What you need to do »
Print each entry word for word.
Data to process: Begin
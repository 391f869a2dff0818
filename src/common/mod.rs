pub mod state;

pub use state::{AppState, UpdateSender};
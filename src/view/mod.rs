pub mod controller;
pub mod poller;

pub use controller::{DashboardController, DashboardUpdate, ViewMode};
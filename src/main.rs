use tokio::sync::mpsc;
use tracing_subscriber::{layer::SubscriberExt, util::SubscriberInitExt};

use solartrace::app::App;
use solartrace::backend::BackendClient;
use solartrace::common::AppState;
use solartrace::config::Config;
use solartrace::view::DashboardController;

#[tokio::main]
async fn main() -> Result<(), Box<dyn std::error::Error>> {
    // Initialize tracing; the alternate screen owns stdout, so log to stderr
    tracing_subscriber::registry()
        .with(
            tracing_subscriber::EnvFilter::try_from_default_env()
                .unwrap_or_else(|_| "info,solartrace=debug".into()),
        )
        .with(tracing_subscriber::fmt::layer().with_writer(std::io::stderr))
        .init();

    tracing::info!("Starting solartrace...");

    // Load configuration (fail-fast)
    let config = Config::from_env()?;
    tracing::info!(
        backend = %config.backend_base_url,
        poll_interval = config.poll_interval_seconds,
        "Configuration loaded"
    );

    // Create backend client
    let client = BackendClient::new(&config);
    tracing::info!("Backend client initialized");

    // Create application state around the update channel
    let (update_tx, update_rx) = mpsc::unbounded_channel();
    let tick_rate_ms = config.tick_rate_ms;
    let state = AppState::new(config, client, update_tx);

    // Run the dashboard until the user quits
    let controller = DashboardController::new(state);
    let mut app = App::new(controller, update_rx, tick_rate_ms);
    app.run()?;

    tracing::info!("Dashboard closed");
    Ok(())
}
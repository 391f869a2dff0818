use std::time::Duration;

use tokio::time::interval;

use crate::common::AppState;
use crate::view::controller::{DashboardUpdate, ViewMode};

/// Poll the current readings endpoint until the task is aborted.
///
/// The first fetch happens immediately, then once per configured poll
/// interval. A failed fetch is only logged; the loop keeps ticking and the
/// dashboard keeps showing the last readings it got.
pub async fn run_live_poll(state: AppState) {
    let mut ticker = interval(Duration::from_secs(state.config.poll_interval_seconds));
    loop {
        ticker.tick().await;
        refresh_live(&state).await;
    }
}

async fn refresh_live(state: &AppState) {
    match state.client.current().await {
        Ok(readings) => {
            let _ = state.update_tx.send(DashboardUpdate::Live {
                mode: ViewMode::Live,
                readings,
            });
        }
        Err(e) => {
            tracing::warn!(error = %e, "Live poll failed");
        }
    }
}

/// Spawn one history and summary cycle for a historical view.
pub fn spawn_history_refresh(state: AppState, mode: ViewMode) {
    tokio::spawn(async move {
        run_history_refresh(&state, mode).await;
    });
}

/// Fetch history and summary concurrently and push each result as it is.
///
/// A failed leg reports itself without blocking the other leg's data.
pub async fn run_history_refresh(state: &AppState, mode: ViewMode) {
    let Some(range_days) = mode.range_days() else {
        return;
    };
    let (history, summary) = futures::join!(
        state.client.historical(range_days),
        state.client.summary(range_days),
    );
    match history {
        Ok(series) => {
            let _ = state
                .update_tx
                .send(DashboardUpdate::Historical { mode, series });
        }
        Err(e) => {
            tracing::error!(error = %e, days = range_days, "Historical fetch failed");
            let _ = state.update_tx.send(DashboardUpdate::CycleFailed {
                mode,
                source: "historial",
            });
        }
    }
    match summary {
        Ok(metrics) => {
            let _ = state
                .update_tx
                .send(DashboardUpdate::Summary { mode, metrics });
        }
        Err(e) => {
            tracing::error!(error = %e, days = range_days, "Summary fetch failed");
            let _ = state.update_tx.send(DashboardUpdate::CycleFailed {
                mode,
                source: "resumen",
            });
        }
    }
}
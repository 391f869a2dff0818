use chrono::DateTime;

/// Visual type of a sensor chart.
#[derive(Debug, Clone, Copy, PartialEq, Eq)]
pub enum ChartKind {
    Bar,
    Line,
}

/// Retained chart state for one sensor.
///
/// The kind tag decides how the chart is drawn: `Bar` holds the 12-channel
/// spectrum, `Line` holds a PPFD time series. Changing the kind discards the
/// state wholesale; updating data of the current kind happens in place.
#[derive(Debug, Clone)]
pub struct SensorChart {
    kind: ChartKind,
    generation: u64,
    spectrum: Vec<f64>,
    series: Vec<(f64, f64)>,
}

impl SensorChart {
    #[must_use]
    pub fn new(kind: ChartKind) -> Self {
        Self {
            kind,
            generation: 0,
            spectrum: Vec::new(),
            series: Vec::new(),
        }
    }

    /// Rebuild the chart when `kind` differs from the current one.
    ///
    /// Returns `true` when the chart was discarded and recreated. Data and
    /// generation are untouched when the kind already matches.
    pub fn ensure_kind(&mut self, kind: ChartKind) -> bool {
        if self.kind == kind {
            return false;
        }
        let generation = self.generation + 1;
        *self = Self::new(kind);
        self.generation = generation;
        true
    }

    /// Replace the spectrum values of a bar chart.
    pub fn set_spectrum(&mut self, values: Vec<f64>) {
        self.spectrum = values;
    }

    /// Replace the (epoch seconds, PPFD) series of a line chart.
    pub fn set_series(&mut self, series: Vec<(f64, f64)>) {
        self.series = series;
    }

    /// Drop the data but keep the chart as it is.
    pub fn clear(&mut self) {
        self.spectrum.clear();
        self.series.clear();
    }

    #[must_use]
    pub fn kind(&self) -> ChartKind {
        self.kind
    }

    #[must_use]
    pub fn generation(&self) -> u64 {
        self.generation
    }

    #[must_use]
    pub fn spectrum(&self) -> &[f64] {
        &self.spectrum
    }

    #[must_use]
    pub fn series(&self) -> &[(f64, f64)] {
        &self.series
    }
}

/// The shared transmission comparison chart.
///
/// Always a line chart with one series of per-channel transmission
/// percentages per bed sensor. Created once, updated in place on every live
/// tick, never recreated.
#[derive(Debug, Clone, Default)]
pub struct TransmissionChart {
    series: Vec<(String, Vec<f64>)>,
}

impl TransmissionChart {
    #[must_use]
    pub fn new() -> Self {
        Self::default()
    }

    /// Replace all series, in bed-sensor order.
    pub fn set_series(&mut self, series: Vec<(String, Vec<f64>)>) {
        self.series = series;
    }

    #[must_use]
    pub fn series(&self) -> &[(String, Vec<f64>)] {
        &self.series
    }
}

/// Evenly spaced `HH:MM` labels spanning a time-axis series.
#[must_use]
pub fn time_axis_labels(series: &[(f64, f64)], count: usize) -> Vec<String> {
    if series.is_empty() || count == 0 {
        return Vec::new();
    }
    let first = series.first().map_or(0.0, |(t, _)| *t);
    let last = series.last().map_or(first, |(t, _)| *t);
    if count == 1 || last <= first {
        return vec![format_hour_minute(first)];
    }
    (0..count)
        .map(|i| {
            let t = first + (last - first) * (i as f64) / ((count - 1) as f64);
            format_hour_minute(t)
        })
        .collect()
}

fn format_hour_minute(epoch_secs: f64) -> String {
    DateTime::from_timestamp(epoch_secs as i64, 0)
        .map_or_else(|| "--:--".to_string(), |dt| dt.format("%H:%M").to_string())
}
Data to process: End
Completed task »
repository 391f869a2dff0818
filename src/common/mod.rs
pub mod state;

pub use state::{AppState, UpdateSender};
filename src/view/mod.rs
pub mod controller;
pub mod poller;

pub use controller::{DashboardController, DashboardUpdate, ViewMode};
filename src/main.rs
use tokio::sync::mpsc;
use tracing_subscriber::{layer::SubscriberExt, util::SubscriberInitExt};

use solartrace::app::App;
use solartrace::backend::BackendClient;
use solartrace::common::AppState;
use solartrace::config::Config;
use solartrace::view::DashboardController;

#[tokio::main]
async fn main() -> Result<(), Box<dyn std::error::Error>> {
    // Initialize tracing; the alternate screen owns stdout, so log to stderr
    tracing_subscriber::registry()
        .with(
            tracing_subscriber::EnvFilter::try_from_default_env()
                .unwrap_or_else(|_| "info,solartrace=debug".into()),
        )
        .with(tracing_subscriber::fmt::layer().with_writer(std::io::stderr))
        .init();

    tracing::info!("Starting solartrace...");

    // Load configuration (fail-fast)
    let config = Config::from_env()?;
    tracing::info!(
        backend = %config.backend_base_url,
        poll_interval = config.poll_interval_seconds,
        "Configuration loaded"
    );

    // Create backend client
    let client = BackendClient::new(&config);
    tracing::info!("Backend client initialized");

    // Create application state around the update channel
    let (update_tx, update_rx) = mpsc::unbounded_channel();
    let tick_rate_ms = config.tick_rate_ms;
    let state = AppState::new(config, client, update_tx);

    // Run the dashboard until the user quits
    let controller = DashboardController::new(state);
    let mut app = App::new(controller, update_rx, tick_rate_ms);
    app.run()?;

    tracing::info!("Dashboard closed");
    Ok(())
}
repository 391f869a2dff0818
use std::time::Duration;

use tokio::time::interval;

use crate::common::AppState;
use crate::view::controller::{DashboardUpdate, ViewMode};

/// Poll the current readings endpoint until the task is aborted.
///
/// The first fetch happens immediately, then once per configured poll
/// interval. A failed fetch is only logged; the loop keeps ticking and the
/// dashboard keeps showing the last readings it got.
pub async fn run_live_poll(state: AppState) {
    let mut ticker = interval(Duration::from_secs(state.config.poll_interval_seconds));
    loop {
        ticker.tick().await;
        refresh_live(&state).await;
    }
}

async fn refresh_live(state: &AppState) {
    match state.client.current().await {
        Ok(readings) => {
            let _ = state.update_tx.send(DashboardUpdate::Live {
                mode: ViewMode::Live,
                readings,
            });
        }
        Err(e) => {
            tracing::warn!(error = %e, "Live poll failed");
        }
    }
}

/// Spawn one history and summary cycle for a historical view.
pub fn spawn_history_refresh(state: AppState, mode: ViewMode) {
    tokio::spawn(async move {
        run_history_refresh(&state, mode).await;
    });
}

/// Fetch history and summary concurrently and push each result as it is.
///
/// A failed leg reports itself without blocking the other leg's data.
pub async fn run_history_refresh(state: &AppState, mode: ViewMode) {
    let Some(range_days) = mode.range_days() else {
        return;
    };
    let (history, summary) = futures::join!(
        state.client.historical(range_days),
        state.client.summary(range_days),
    );
    match history {
        Ok(series) => {
            let _ = state
                .update_tx
                .send(DashboardUpdate::Historical { mode, series });
        }
        Err(e) => {
            tracing::error!(error = %e, days = range_days, "Historical fetch failed");
            let _ = state.update_tx.send(DashboardUpdate::CycleFailed {
                mode,
                source: "historial",
            });
        }
    }
    match summary {
        Ok(metrics) => {
            let _ = state
                .update_tx
                .send(DashboardUpdate::Summary { mode, metrics });
        }
        Err(e) => {
            tracing::error!(error = %e, days = range_days, "Summary fetch failed");
            let _ = state.update_tx.send(DashboardUpdate::CycleFailed {
                mode,
                source: "resumen",
            });
        }
    }
}
repository 391f869a2dff0818
use chrono::DateTime;

/// Visual type of a sensor chart.
#[derive(Debug, Clone, Copy, PartialEq, Eq)]
pub enum ChartKind {
    Bar,
    Line,
}

/// Retained chart state for one sensor.
///
/// The kind tag decides how the chart is drawn: `Bar` holds the 12-channel
/// spectrum, `Line` holds a PPFD time series. Changing the kind discards the
/// state wholesale; updating data of the current kind happens in place.
#[derive(Debug, Clone)]
pub struct SensorChart {
    kind: ChartKind,
    generation: u64,
    spectrum: Vec<f64>,
    series: Vec<(f64, f64)>,
}

impl SensorChart {
    #[must_use]
    pub fn new(kind: ChartKind) -> Self {
        Self {
            kind,
            generation: 0,
            spectrum: Vec::new(),
            series: Vec::new(),
        }
    }

    /// Rebuild the chart when `kind` differs from the current one.
    ///
    /// Returns `true` when the chart was discarded and recreated. Data and
    /// generation are untouched when the kind already matches.
    pub fn ensure_kind(&mut self, kind: ChartKind) -> bool {
        if self.kind == kind {
            return false;
        }
        let generation = self.generation + 1;
        *self = Self::new(kind);
        self.generation = generation;
        true
    }

    /// Replace the spectrum values of a bar chart.
    pub fn set_spectrum(&mut self, values: Vec<f64>) {
        self.spectrum = values;
    }

    /// Replace the (epoch seconds, PPFD) series of a line chart.
    pub fn set_series(&mut self, series: Vec<(f64, f64)>) {
        self.series = series;
    }

    /// Drop the data but keep the chart as it is.
    pub fn clear(&mut self) {
        self.spectrum.clear();
        self.series.clear();
    }

    #[must_use]
    pub fn kind(&self) -> ChartKind {
        self.kind
    }

    #[must_use]
    pub fn generation(&self) -> u64 {
        self.generation
    }

    #[must_use]
    pub fn spectrum(&self) -> &[f64] {
        &self.spectrum
    }

    #[must_use]
    pub fn series(&self) -> &[(f64, f64)] {
        &self.series
    }
}

/// The shared transmission comparison chart.
///
/// Always a line chart with one series of per-channel transmission
/// percentages per bed sensor. Created once, updated in place on every live
/// tick, never recreated.
#[derive(Debug, Clone, Default)]
pub struct TransmissionChart {
    series: Vec<(String, Vec<f64>)>,
}

impl TransmissionChart {
    #[must_use]
    pub fn new() -> Self {
        Self::default()
    }

    /// Replace all series, in bed-sensor order.
    pub fn set_series(&mut self, series: Vec<(String, Vec<f64>)>) {
        self.series = series;
    }

    #[must_use]
    pub fn series(&self) -> &[(String, Vec<f64>)] {
        &self.series
    }
}

/// Evenly spaced `HH:MM` labels spanning a time-axis series.
#[must_use]
pub fn time_axis_labels(series: &[(f64, f64)], count: usize) -> Vec<String> {
    if series.is_empty() || count == 0 {
        return Vec::new();
    }
    let first = series.first().map_or(0.0, |(t, _)| *t);
    let last = series.last().map_or(first, |(t, _)| *t);
    if count == 1 || last <= first {
        return vec![format_hour_minute(first)];
    }
    (0..count)
        .map(|i| {
            let t = first + (last - first) * (i as f64) / ((count - 1) as f64);
            format_hour_minute(t)
        })
        .collect()
}

fn format_hour_minute(epoch_secs: f64) -> String {
    DateTime::from_timestamp(epoch_secs as i64, 0)
        .map_or_else(|| "--:--".to_string(), |dt| dt.format("%H:%M").to_string())
}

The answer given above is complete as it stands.